▸ Material to process
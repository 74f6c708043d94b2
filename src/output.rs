//! Serializing a [`SimplifiedDesign`] for downstream consumers.

use std::collections::BTreeMap;
use std::io::Write;

use serde::{Deserialize, Serialize};

use crate::error::{ErrorPayload, FctxError, Result};
use crate::types::{ComponentMeta, SimplifiedDesign};

/// Schema version for error payloads.
pub const FCTX_OUTPUT_VERSION: &str = "0.1.0";

#[derive(Debug, Clone, Copy, Default, PartialEq, Eq, Serialize, Deserialize, clap::ValueEnum)]
#[serde(rename_all = "lowercase")]
pub enum OutputFormat {
    /// Compact JSON, emitted piece by piece.
    #[default]
    Json,
    /// Indented JSON.
    Pretty,
    Yaml,
}

#[derive(Debug, Clone, Serialize, Deserialize)]
#[serde(rename_all = "camelCase")]
pub struct ErrorOutput {
    pub version: String,
    pub error: ErrorPayload,
}

impl ErrorOutput {
    pub fn new(error: ErrorPayload) -> Self {
        Self {
            version: FCTX_OUTPUT_VERSION.to_string(),
            error,
        }
    }
}

/// Everything in a design except its nodes and styles.
#[derive(Serialize)]
#[serde(rename_all = "camelCase")]
struct DesignHeader<'a> {
    name: &'a str,
    #[serde(skip_serializing_if = "Option::is_none")]
    last_modified: Option<&'a str>,
    #[serde(skip_serializing_if = "Option::is_none")]
    version: Option<&'a str>,
    #[serde(skip_serializing_if = "Option::is_none")]
    thumbnail_url: Option<&'a str>,
    #[serde(skip_serializing_if = "BTreeMap::is_empty")]
    components: &'a BTreeMap<String, ComponentMeta>,
    #[serde(skip_serializing_if = "BTreeMap::is_empty")]
    component_sets: &'a BTreeMap<String, ComponentMeta>,
}

impl<'a> From<&'a SimplifiedDesign> for DesignHeader<'a> {
    fn from(design: &'a SimplifiedDesign) -> Self {
        Self {
            name: &design.name,
            last_modified: design.last_modified.as_deref(),
            version: design.version.as_deref(),
            thumbnail_url: design.thumbnail_url.as_deref(),
            components: &design.components,
            component_sets: &design.component_sets,
        }
    }
}

pub fn write_design<W: Write>(
    design: &SimplifiedDesign,
    format: OutputFormat,
    writer: &mut W,
) -> Result<()> {
    match format {
        OutputFormat::Json => write_json_pieces(design, writer)?,
        OutputFormat::Pretty => {
            serde_json::to_writer_pretty(&mut *writer, design)?;
            writeln!(writer)?;
        }
        OutputFormat::Yaml => serde_yaml::to_writer(&mut *writer, design)?,
    }
    writer.flush()?;
    Ok(())
}

/// Compact JSON where the header, each root node and the style map are
/// serialized independently, so no single string holds the whole document.
fn write_json_pieces<W: Write>(design: &SimplifiedDesign, writer: &mut W) -> Result<()> {
    let header = serde_json::to_string(&DesignHeader::from(design))?;
    let open = header
        .strip_suffix('}')
        .ok_or_else(|| FctxError::Config("design header did not serialize to an object".into()))?;

    writer.write_all(open.as_bytes())?;
    writer.write_all(b",\"nodes\":[")?;
    for (i, node) in design.nodes.iter().enumerate() {
        if i > 0 {
            writer.write_all(b",")?;
        }
        serde_json::to_writer(&mut *writer, node)?;
    }
    writer.write_all(b"],\"globalVars\":")?;
    serde_json::to_writer(&mut *writer, &design.global_vars)?;
    writer.write_all(b"}\n")?;
    Ok(())
}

▸ Work required
Only a number is wanted here. How many lines in the material contain "DesignHeader"?

▸ Your solution
3